Non-cirrhotic hepatocellular carcinoma in chronic viral hepatitis: Current insights and advancements

Abstract

Primary liver cancers carry significant morbidity and mortality. Hepatocellular carcinoma (HCC) develops within the hepatic parenchyma and is the most common malignancy originating from the liver. Although 80% of HCCs develop within background cirrhosis, 20% may arise in a non-cirrhotic milieu and are referred to non-cirrhotic-HCC (NCHCC). NCHCC is often diagnosed late due to lack of surveillance. In addition, the rising prevalence of non-alcoholic fatty liver disease and diabetes mellitus have increased the risk of developing HCC on non-cirrhotic patients. Viral infections such as chronic Hepatitis B and less often chronic hepatitis C with advance fibrosis are associated with NCHCC. NCHCC individuals may have Hepatitis B core antibodies and occult HBV infection, signifying the role of Hepatitis B infection in NCHCC. Given the effectiveness of current antiviral therapies, surgical techniques and locoregional treatment options, nowadays such patients have more options and potential for cure. However, these lesions need early identification with diagnostic models and multiple surveillance strategies to improve overall outcomes. Better understanding of the NCHCC risk factors, tumorigenesis, diagnostic tools and treatment options are critical to improving prognosis and overall outcomes on these patients. In this review, we aim to discuss NCHCC epidemiology, risk factors, and pathogenesis, and elaborate on NCHCC diagnosis and treatment strategies.
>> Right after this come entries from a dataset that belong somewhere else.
//! Synchronous transition function for the onboarding sequence.
//!
//! The machine never touches the session itself. It consumes events and returns the
//! effects the driver must run. The session status it has last been told about is the
//! authority on whether the dashboard may be shown; dwell timers only set floors.

use shared::{
    domain::{OnboardingPhase, Overlay, SessionStatus},
    error::{ErrorNotice, WalletError},
    protocol::OnboardingView,
};
use tracing::{debug, info, warn};

use super::events::{DwellTimings, FlowTicket, OnboardingEffect, OnboardingEvent, OnboardingNotice};

#[derive(Debug, Clone, Copy, PartialEq, Eq)]
enum EstablishProgress {
    NotIssued,
    Pending,
    Succeeded,
}

#[derive(Debug, Clone)]
pub struct OnboardingMachine {
    timings: DwellTimings,
    phase: OnboardingPhase,
    overlay: Option<Overlay>,
    last_error: Option<WalletError>,
    ticket: FlowTicket,
    session_status: SessionStatus,
    establish: EstablishProgress,
    /// Whether the dwell floor of the current phase has elapsed.
    floor_elapsed: bool,
}

impl OnboardingMachine {
    pub fn new(timings: DwellTimings, session_status: SessionStatus) -> Self {
        Self {
            timings,
            phase: OnboardingPhase::Intro,
            overlay: None,
            last_error: None,
            ticket: 0,
            session_status,
            establish: EstablishProgress::NotIssued,
            floor_elapsed: false,
        }
    }

    pub fn phase(&self) -> OnboardingPhase {
        self.phase
    }

    pub fn overlay(&self) -> Option<Overlay> {
        self.overlay
    }

    pub fn last_error(&self) -> Option<&WalletError> {
        self.last_error.as_ref()
    }

    pub fn ticket(&self) -> FlowTicket {
        self.ticket
    }

    pub fn view(&self) -> OnboardingView {
        OnboardingView {
            phase: self.phase,
            overlay: self.overlay,
            last_error: self.last_error.as_ref().map(ErrorNotice::from),
        }
    }

    pub fn handle(&mut self, event: OnboardingEvent) -> Vec<OnboardingEffect> {
        match event {
            OnboardingEvent::StartRequested => self.start(),
            OnboardingEvent::DwellElapsed { ticket } => {
                if ticket != self.ticket {
                    debug!(ticket, current = self.ticket, "onboarding: stale dwell ignored");
                    return Vec::new();
                }
                self.dwell_elapsed()
            }
            OnboardingEvent::EstablishCompleted { ticket, result } => {
                if ticket != self.ticket || self.phase != OnboardingPhase::Provisioning {
                    debug!(ticket, current = self.ticket, "onboarding: stale establish result ignored");
                    return Vec::new();
                }
                match result {
                    Ok(wallet) => {
                        info!(wallet = %wallet.short(), "onboarding: wallet provisioned");
                        self.establish = EstablishProgress::Succeeded;
                        if self.floor_elapsed {
                            self.enter_success()
                        } else {
                            Vec::new()
                        }
                    }
                    Err(WalletError::Superseded) => self.reset(),
                    Err(err) => {
                        warn!(error = %err, "onboarding: provisioning failed");
                        let mut effects = self.reset();
                        self.last_error = Some(err.clone());
                        effects.push(OnboardingEffect::Notify(OnboardingNotice::Failed(err)));
                        effects
                    }
                }
            }
            OnboardingEvent::SessionStatusChanged(status) => self.status_changed(status),
            OnboardingEvent::TeardownRequested | OnboardingEvent::SessionCleared => {
                if self.phase == OnboardingPhase::Intro {
                    Vec::new()
                } else {
                    info!(phase = ?self.phase, "onboarding: session cleared, resetting");
                    self.reset()
                }
            }
            OnboardingEvent::OpenOverlay(overlay) => {
                if self.phase == OnboardingPhase::Dashboard {
                    self.overlay = Some(overlay);
                } else {
                    debug!(?overlay, phase = ?self.phase, "onboarding: overlay needs the dashboard");
                }
                Vec::new()
            }
            OnboardingEvent::CloseOverlay => {
                self.overlay = None;
                Vec::new()
            }
        }
    }

    fn start(&mut self) -> Vec<OnboardingEffect> {
        if self.phase != OnboardingPhase::Intro {
            debug!(phase = ?self.phase, "onboarding: start ignored, flow already running");
            return Vec::new();
        }
        self.ticket += 1;
        self.last_error = None;
        self.establish = EstablishProgress::NotIssued;
        self.floor_elapsed = false;
        self.phase = OnboardingPhase::BiometricPrompt;
        vec![
            OnboardingEffect::Notify(OnboardingNotice::PhaseChanged(self.phase)),
            OnboardingEffect::ScheduleDwell {
                ticket: self.ticket,
                after: self.timings.prompt,
            },
        ]
    }

    fn dwell_elapsed(&mut self) -> Vec<OnboardingEffect> {
        match self.phase {
            OnboardingPhase::BiometricPrompt => {
                self.phase = OnboardingPhase::Provisioning;
                self.establish = EstablishProgress::Pending;
                self.floor_elapsed = false;
                vec![
                    OnboardingEffect::Notify(OnboardingNotice::PhaseChanged(self.phase)),
                    OnboardingEffect::EstablishSession {
                        ticket: self.ticket,
                    },
                    OnboardingEffect::ScheduleDwell {
                        ticket: self.ticket,
                        after: self.timings.provisioning,
                    },
                ]
            }
            OnboardingPhase::Provisioning => {
                self.floor_elapsed = true;
                if self.establish == EstablishProgress::Succeeded {
                    self.enter_success()
                } else {
                    Vec::new()
                }
            }
            OnboardingPhase::Success => {
                self.floor_elapsed = true;
                self.try_enter_dashboard()
            }
            OnboardingPhase::Intro | OnboardingPhase::Dashboard => Vec::new(),
        }
    }

    fn status_changed(&mut self, status: SessionStatus) -> Vec<OnboardingEffect> {
        let previous = std::mem::replace(&mut self.session_status, status);
        if self.phase == OnboardingPhase::Intro {
            return Vec::new();
        }
        // Intermediate values may be coalesced away, so leaving Connected counts as a loss
        // even when Disconnected itself was never observed.
        if previous == SessionStatus::Connected && status != SessionStatus::Connected {
            info!(phase = ?self.phase, ?status, "onboarding: connected session lost, resetting");
            return self.reset();
        }
        match status {
            SessionStatus::Disconnected if previous != SessionStatus::Disconnected => {
                // A failed establish also lands here; its own result carries the error.
                if self.phase == OnboardingPhase::Provisioning
                    && self.establish == EstablishProgress::Pending
                {
                    return Vec::new();
                }
                info!(phase = ?self.phase, "onboarding: session disconnected, resetting");
                self.reset()
            }
            SessionStatus::Connected if self.phase == OnboardingPhase::Success && self.floor_elapsed => {
                self.try_enter_dashboard()
            }
            _ => Vec::new(),
        }
    }

    fn enter_success(&mut self) -> Vec<OnboardingEffect> {
        self.phase = OnboardingPhase::Success;
        self.floor_elapsed = false;
        vec![
            OnboardingEffect::Notify(OnboardingNotice::PhaseChanged(self.phase)),
            OnboardingEffect::ScheduleDwell {
                ticket: self.ticket,
                after: self.timings.success,
            },
        ]
    }

    fn try_enter_dashboard(&mut self) -> Vec<OnboardingEffect> {
        if self.session_status != SessionStatus::Connected {
            return Vec::new();
        }
        self.phase = OnboardingPhase::Dashboard;
        vec![OnboardingEffect::Notify(OnboardingNotice::PhaseChanged(
            self.phase,
        ))]
    }

    fn reset(&mut self) -> Vec<OnboardingEffect> {
        self.ticket += 1;
        self.phase = OnboardingPhase::Intro;
        self.overlay = None;
        self.establish = EstablishProgress::NotIssued;
        self.floor_elapsed = false;
        vec![
            OnboardingEffect::CancelScheduled,
            OnboardingEffect::Notify(OnboardingNotice::PhaseChanged(self.phase)),
        ]
    }
}

#[cfg(test)]
#[path = "tests/reducer_tests.rs"]
mod tests;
Keywords: Cirrhosis; Hepatic fibrosis; Hepatitis B virus; Hepatitis C virus; Hepatocellular carcinoma; Hepatoma; Liver cancer; Liver resection; Liver transplantation; Non-alcoholic liver disease; Primary liver cancer.

Figure 1

Mechanisms of oncogenesis in hepatitis B virus induced non-cirrhotic hepatocellular carcinoma. Entry of hepatitis B virus (HBV) virion into hepatocytes results incorporation of DNA into the host genome resulting in covalently closed circular DNA. Integration of HBV DNA leads to expression of multiple stem cell markers. These markers differ based on the region of the HBV genome (preS1, S, core, X). Three mechanisms of oncogenesis with insertional mutagenesis, chromosomal instability and mutant protein formation shown. HBV: Hepatitis B virus; NTCP: Na+-taurocholate co-transporting polypeptide; cccDNA: Covalently closed circular DNA; EpCAM: Epithelial cell adhesion molecule; OCT4: Octamer-binding transcription factor 4; Nanog: Homeobox protein; CK19: Cytokeratin 19; CD: Cluster of differentiation; TERT: Telomerase reverse transcriptase; MLL4: Myeloid lymphoid leukemia 4; CKD15: Cyclin dependent kinase 15; NCHCC: Noncirrhotic hepatocellular carcinoma.

Figure 2

Mechanisms of oncogenesis in hepatitis C virus induced non-cirrhotic hepatocellular carcinoma. Entry of single stranded hepatitis C virus (HBV) RNA into hepatocytes leads to expression of multiple oncogenic proteins. The core section and NS5A sections of the HCV genome produces c-Kit and Nanog-CD133 proteins respectively. HCV infected hepatocytes can lead to sphere formation, sub-genomic replication formation and multiple other mechanism are noted in the schema. Ss: Single stranded; NS: Non-structural; c-Kit: Proto-oncogene, Cam Kinase-like-1; Lgr5: Leucine rich G-protein receptor; CD: Cluster of differentiation; Lin28: RNA binding protein; CK19: Cytokeratin 19; AFP: Alfa fetoprotein; TLR4: Toll-like receptor 4; TGFβ-1: Transforming growth factor-1; NCHCC: Noncirrhotic hepatocellular carcinoma.